## PROBLEM TO WORK ON
Return each line of the material below exactly. Begin at the first and end on the line with "within a book".

## DATA PROVIDED
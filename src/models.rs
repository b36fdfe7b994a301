//! Data structures for the verse alignment and transplant pipeline.

use serde::{Deserialize, Serialize};
use std::borrow::Cow;
use std::collections::BTreeMap;
use std::fmt;

/// (chapter, verse) key within a book
pub type VerseKey = (u32, u32);

/// A single annotation value. Pointers and counts are integers, everything else text.
#[derive(Debug, Clone, PartialEq, Eq, Serialize, Deserialize)]
#[serde(untagged)]
pub enum FeatureValue {
    Int(i64),
    Text(String),
}

impl FeatureValue {
    /// Text form used for key building and CSV output.
    pub fn as_text(&self) -> Cow<'_, str> {
        match self {
            FeatureValue::Int(v) => Cow::Owned(v.to_string()),
            FeatureValue::Text(s) => Cow::Borrowed(s.as_str()),
        }
    }

    /// Integer value, if this feature holds one (text digits are accepted too).
    pub fn as_id(&self) -> Option<u64> {
        match self {
            FeatureValue::Int(v) => u64::try_from(*v).ok(),
            FeatureValue::Text(s) => s.trim().parse().ok(),
        }
    }
}

/// Ids above `i64::MAX` are kept as decimal text so `as_id` still reads them back.
impl From<u64> for FeatureValue {
    fn from(v: u64) -> Self {
        match i64::try_from(v) {
            Ok(v) => FeatureValue::Int(v),
            Err(_) => FeatureValue::Text(v.to_string()),
        }
    }
}

impl From<&str> for FeatureValue {
    fn from(v: &str) -> Self {
        FeatureValue::Text(v.to_string())
    }
}

/// Ordered so serialized output is byte-stable between runs.
pub type FeatureMap = BTreeMap<String, FeatureValue>;

/// Anything the key builder can read features from.
pub trait WordRecord {
    fn book(&self) -> &str;
    fn chapter(&self) -> u32;
    fn verse(&self) -> u32;
    fn rank(&self) -> u32;
    fn surface(&self) -> &str;

    /// Look up a feature by name. `surface` (or `word`) resolves to the surface form.
    fn feature(&self, name: &str) -> Option<Cow<'_, str>>;

    fn verse_key(&self) -> VerseKey {
        (self.chapter(), self.verse())
    }
}

/// A source-corpus word
#[derive(Debug, Clone, PartialEq, Serialize, Deserialize)]
pub struct Word {
    pub word_id: u64,
    pub book: String,
    pub chapter: u32,
    pub verse: u32,
    pub rank: u32, // 1-based position within the verse
    pub surface: String,
    #[serde(default)]
    pub features: FeatureMap,
}

impl WordRecord for Word {
    fn book(&self) -> &str {
        &self.book
    }

    fn chapter(&self) -> u32 {
        self.chapter
    }

    fn verse(&self) -> u32 {
        self.verse
    }

    fn rank(&self) -> u32 {
        self.rank
    }

    fn surface(&self) -> &str {
        &self.surface
    }

    fn feature(&self, name: &str) -> Option<Cow<'_, str>> {
        match name {
            "surface" | "word" => Some(Cow::Borrowed(self.surface.as_str())),
            _ => self.features.get(name).map(FeatureValue::as_text),
        }
    }
}

/// Containment columns of a reference word
#[derive(Debug, Clone, Copy, Default, PartialEq, Eq, Serialize, Deserialize)]
pub struct Hierarchy {
    pub clause_id: Option<u64>,
    pub phrase_id: Option<u64>,
    pub parent: Option<u64>,
}

impl Hierarchy {
    pub fn get(&self, field: HierarchyField) -> Option<u64> {
        match field {
            HierarchyField::Parent => self.parent,
            HierarchyField::Clause => self.clause_id,
            HierarchyField::Phrase => self.phrase_id,
        }
    }
}

/// A reference-corpus word node
#[derive(Debug, Clone, PartialEq, Serialize, Deserialize)]
pub struct ReferenceWord {
    pub node_id: u64,
    pub book: String,
    pub chapter: u32,
    pub verse: u32,
    pub rank: u32,
    pub surface: String,
    #[serde(default)]
    pub features: FeatureMap,
    #[serde(default)]
    pub hierarchy: Hierarchy,
}

impl WordRecord for ReferenceWord {
    fn book(&self) -> &str {
        &self.book
    }

    fn chapter(&self) -> u32 {
        self.chapter
    }

    fn verse(&self) -> u32 {
        self.verse
    }

    fn rank(&self) -> u32 {
        self.rank
    }

    fn surface(&self) -> &str {
        &self.surface
    }

    fn feature(&self, name: &str) -> Option<Cow<'_, str>> {
        if let Some(field) = HierarchyField::from_name(name) {
            return self
                .hierarchy
                .get(field)
                .map(|id| Cow::Owned(id.to_string()));
        }
        match name {
            "surface" | "word" => Some(Cow::Borrowed(self.surface.as_str())),
            _ => self.features.get(name).map(FeatureValue::as_text),
        }
    }
}

/// Feature columns that hold node pointers rather than plain values
#[derive(Debug, Clone, Copy, PartialEq, Eq, Hash, PartialOrd, Ord, Serialize, Deserialize)]
#[serde(rename_all = "snake_case")]
pub enum HierarchyField {
    Parent,
    Clause,
    Phrase,
}

impl HierarchyField {
    pub const ALL: [HierarchyField; 3] = [
        HierarchyField::Parent,
        HierarchyField::Clause,
        HierarchyField::Phrase,
    ];

    pub fn from_name(name: &str) -> Option<Self> {
        match name {
            "parent" => Some(HierarchyField::Parent),
            "clause_id" => Some(HierarchyField::Clause),
            "phrase_id" => Some(HierarchyField::Phrase),
            _ => None,
        }
    }

    /// Column / feature name
    pub fn name(self) -> &'static str {
        match self {
            HierarchyField::Parent => "parent",
            HierarchyField::Clause => "clause_id",
            HierarchyField::Phrase => "phrase_id",
        }
    }

    /// Namespaces searched, in order, when translating this pointer.
    pub fn lookup_order(self) -> &'static [NodeType] {
        match self {
            HierarchyField::Parent => &[NodeType::Word, NodeType::Phrase, NodeType::Clause],
            HierarchyField::Clause => &[NodeType::Clause],
            HierarchyField::Phrase => &[NodeType::Phrase],
        }
    }
}

// ============================================================================
// Alignment output
// ============================================================================

/// A source word matched to a reference node
#[derive(Debug, Clone, PartialEq, Eq, Serialize, Deserialize)]
pub struct AlignmentPair {
    pub source_word_id: u64,
    pub reference_node_id: u64,
    pub book: String,           // Source book code
    pub reference_book: String, // Resolved reference book name
    pub chapter: u32,
    pub verse: u32,
    pub source_rank: u32,
    pub reference_rank: u32,
    pub surface: String,
}

/// Why a source word has no alignment
#[derive(Debug, Clone, Copy, PartialEq, Eq, Hash, PartialOrd, Ord, Serialize, Deserialize)]
#[serde(rename_all = "snake_case")]
pub enum GapKind {
    /// Verse exists on both sides but the word found no match
    Unmatched,
    /// The whole reference book is absent
    ReferenceBookMissing,
    /// The reference book has no entry for this verse
    SourceOnlyVerse,
}

impl GapKind {
    pub fn as_str(self) -> &'static str {
        match self {
            GapKind::Unmatched => "unmatched",
            GapKind::ReferenceBookMissing => "reference_book_missing",
            GapKind::SourceOnlyVerse => "source_only_verse",
        }
    }
}

impl fmt::Display for GapKind {
    fn fmt(&self, f: &mut fmt::Formatter<'_>) -> fmt::Result {
        f.write_str(self.as_str())
    }
}

/// An unaligned source word
#[derive(Debug, Clone, PartialEq, Eq, Serialize, Deserialize)]
pub struct Gap {
    pub word_id: u64,
    pub book: String,
    pub chapter: u32,
    pub verse: u32,
    pub rank: u32,
    pub kind: GapKind,
}

impl Gap {
    pub fn from_word(word: &Word, kind: GapKind) -> Self {
        Gap {
            word_id: word.word_id,
            book: word.book.clone(),
            chapter: word.chapter,
            verse: word.verse,
            rank: word.rank,
            kind,
        }
    }
}

/// Size/origin class of a gap span
#[derive(Debug, Clone, Copy, PartialEq, Eq, Hash, PartialOrd, Ord, Serialize, Deserialize)]
#[serde(rename_all = "snake_case")]
pub enum SpanCategory {
    SingleWord,
    ShortPhrase,
    LongPhrase,
    FullVerse,
}

impl SpanCategory {
    pub fn as_str(self) -> &'static str {
        match self {
            SpanCategory::SingleWord => "single_word",
            SpanCategory::ShortPhrase => "short_phrase",
            SpanCategory::LongPhrase => "long_phrase",
            SpanCategory::FullVerse => "full_verse",
        }
    }
}

impl fmt::Display for SpanCategory {
    fn fmt(&self, f: &mut fmt::Formatter<'_>) -> fmt::Result {
        f.write_str(self.as_str())
    }
}

/// A maximal run of contiguous gap words within one verse
#[derive(Debug, Clone, PartialEq, Eq, Serialize, Deserialize)]
pub struct Span {
    pub span_id: u32,
    pub book: String,
    pub chapter: u32,
    pub verse: u32,
    pub start_rank: u32,
    pub end_rank: u32,
    pub word_ids: Vec<u64>,
    pub text: String,
    pub gap_kind: GapKind,
    pub category: SpanCategory,
}

impl Span {
    pub fn word_count(&self) -> usize {
        self.word_ids.len()
    }
}

/// Identifier namespace of a node
#[derive(Debug, Clone, Copy, PartialEq, Eq, Hash, PartialOrd, Ord, Serialize, Deserialize)]
#[serde(rename_all = "snake_case")]
pub enum NodeType {
    Word,
    Clause,
    Phrase,
}

impl NodeType {
    pub fn as_str(self) -> &'static str {
        match self {
            NodeType::Word => "word",
            NodeType::Clause => "clause",
            NodeType::Phrase => "phrase",
        }
    }
}

impl fmt::Display for NodeType {
    fn fmt(&self, f: &mut fmt::Formatter<'_>) -> fmt::Result {
        f.write_str(self.as_str())
    }
}

/// One row of the id translation table
#[derive(Debug, Clone, Copy, PartialEq, Eq, Serialize, Deserialize)]
pub struct IdMapping {
    pub reference_id: u64,
    pub assigned_id: u64,
    pub node_type: NodeType,
}

/// Where a word's annotations came from
#[derive(Debug, Clone, Copy, PartialEq, Eq, Serialize, Deserialize)]
#[serde(rename_all = "snake_case")]
pub enum Provenance {
    FromReference,
    FromOtherSource,
}

/// A source word after transplant
#[derive(Debug, Clone, PartialEq, Serialize, Deserialize)]
pub struct TransplantedWord {
    pub word: Word,
    pub aligned: bool,
    pub provenance: Provenance,
    pub reference_node_id: Option<u64>,
    pub unresolved: Vec<String>, // Pointer fields kept as raw reference values
}

// ============================================================================
// Statistics
// ============================================================================

/// Per-book alignment coverage
#[derive(Debug, Clone, PartialEq, Serialize, Deserialize)]
pub struct BookStats {
    pub book: String,
    pub reference_book: String,
    pub source_words: usize,
    pub reference_words: usize,
    pub aligned_words: usize,
    pub gap_words: usize,
    pub common_verses: usize,
    pub source_only_verses: usize,
    pub reference_only_verses: usize,
    pub alignment_rate: f64, // aligned / source_words * 100
}

/// Corpus-wide alignment coverage
#[derive(Debug, Clone, PartialEq, Serialize, Deserialize)]
pub struct AlignmentStats {
    pub total_source_words: usize,
    pub total_aligned: usize,
    pub total_gaps: usize,
    pub alignment_rate: f64,
    pub gap_kind_counts: BTreeMap<GapKind, usize>,
    pub books: Vec<BookStats>,
}

/// Table sizes of a corpus database
#[derive(Debug, Clone, Default, PartialEq, Eq, Serialize)]
pub struct CorpusStats {
    pub source_words: u64,
    pub source_books: u64,
    pub source_verses: u64,
    pub reference_words: u64,
    pub reference_books: u64,
    pub reference_verses: u64,
    pub clauses: u64,
    pub phrases: u64,
    pub book_name_overrides: u64, // Rows in the optional book_names table
}

/// Percentage helper shared by the stats builders.
pub fn rate_percent(part: usize, total: usize) -> f64 {
    if total == 0 {
        0.0
    } else {
        part as f64 / total as f64 * 100.0
    }
}

// ============================================================================
// Parameters
// ============================================================================

/// Span size thresholds
#[derive(Debug, Clone, Copy, PartialEq, Eq, Serialize, Deserialize)]
#[serde(default)]
pub struct SpanPolicy {
    /// Largest span still counted as a short phrase
    pub short_phrase_max: usize,
}

impl Default for SpanPolicy {
    fn default() -> Self {
        Self { short_phrase_max: 5 }
    }
}

/// Reserved id ranges for minted container ids
#[derive(Debug, Clone, Copy, PartialEq, Eq, Serialize, Deserialize)]
#[serde(default)]
pub struct NamespaceLayout {
    pub clause_offset: u64,
    pub phrase_offset: u64,
    pub capacity: u64, // Ids available per namespace
}

impl Default for NamespaceLayout {
    fn default() -> Self {
        Self {
            clause_offset: 1_000_000,
            phrase_offset: 2_000_000,
            capacity: 1_000_000,
        }
    }
}

impl NamespaceLayout {
    /// True when the clause and phrase ranges do not intersect.
    pub fn is_disjoint(&self) -> bool {
        let clause_end = self.clause_offset.saturating_add(self.capacity);
        let phrase_end = self.phrase_offset.saturating_add(self.capacity);
        clause_end <= self.phrase_offset || phrase_end <= self.clause_offset
    }

    /// Highest id either namespace can mint, `None` on u64 overflow.
    pub fn max_assigned(&self) -> Option<u64> {
        let clause_end = self.clause_offset.checked_add(self.capacity)?;
        let phrase_end = self.phrase_offset.checked_add(self.capacity)?;
        Some(clause_end.max(phrase_end).saturating_sub(1))
    }

    /// Lowest container id; source word ids must stay below it.
    pub fn floor(&self) -> u64 {
        self.clause_offset.min(self.phrase_offset)
    }
}

/// Pipeline parameters
#[derive(Debug, Clone, Serialize, Deserialize)]
#[serde(default)]
pub struct AlignmentParams {
    pub feature_names: Vec<String>,       // Key features, in order
    pub transplant_features: Vec<String>, // Features copied from the reference
    pub span_policy: SpanPolicy,
    pub namespaces: NamespaceLayout,
    pub min_alignment_rate: Option<f64>, // Per-book acceptance threshold (percent)
    pub book_names: Option<BTreeMap<String, String>>, // Overrides merged over the built-in map
}

impl Default for AlignmentParams {
    fn default() -> Self {
        Self {
            feature_names: vec!["surface".to_string()],
            transplant_features: [
                "lemma", "sp", "case", "tense", "voice", "mood", "function", "role", "parent",
                "clause_id", "phrase_id", "gloss",
            ]
            .iter()
            .map(|s| s.to_string())
            .collect(),
            span_policy: SpanPolicy::default(),
            namespaces: NamespaceLayout::default(),
            min_alignment_rate: None,
            book_names: None,
        }
    }
}

#[cfg(test)]
mod tests {
    use super::*;

    #[test]
    fn test_large_ids_survive_feature_storage() {
        assert_eq!(FeatureValue::from(42u64), FeatureValue::Int(42));
        assert_eq!(FeatureValue::from(i64::MAX as u64).as_id(), Some(i64::MAX as u64));

        let huge = FeatureValue::from(u64::MAX);
        assert_eq!(huge, FeatureValue::Text(u64::MAX.to_string()));
        assert_eq!(huge.as_id(), Some(u64::MAX));
    }

    #[test]
    fn test_max_assigned() {
        assert_eq!(NamespaceLayout::default().max_assigned(), Some(2_999_999));
        let layout = NamespaceLayout {
            clause_offset: 1,
            phrase_offset: u64::MAX,
            capacity: 2,
        };
        assert_eq!(layout.max_assigned(), None);
    }
}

## TASK ANSWER
filename src/models.rs
repository b36fdfe7b994a301
//! Data structures for the verse alignment and transplant pipeline.

use serde::{Deserialize, Serialize};
use std::borrow::Cow;
use std::collections::BTreeMap;
use std::fmt;

/// (chapter, verse) key within a book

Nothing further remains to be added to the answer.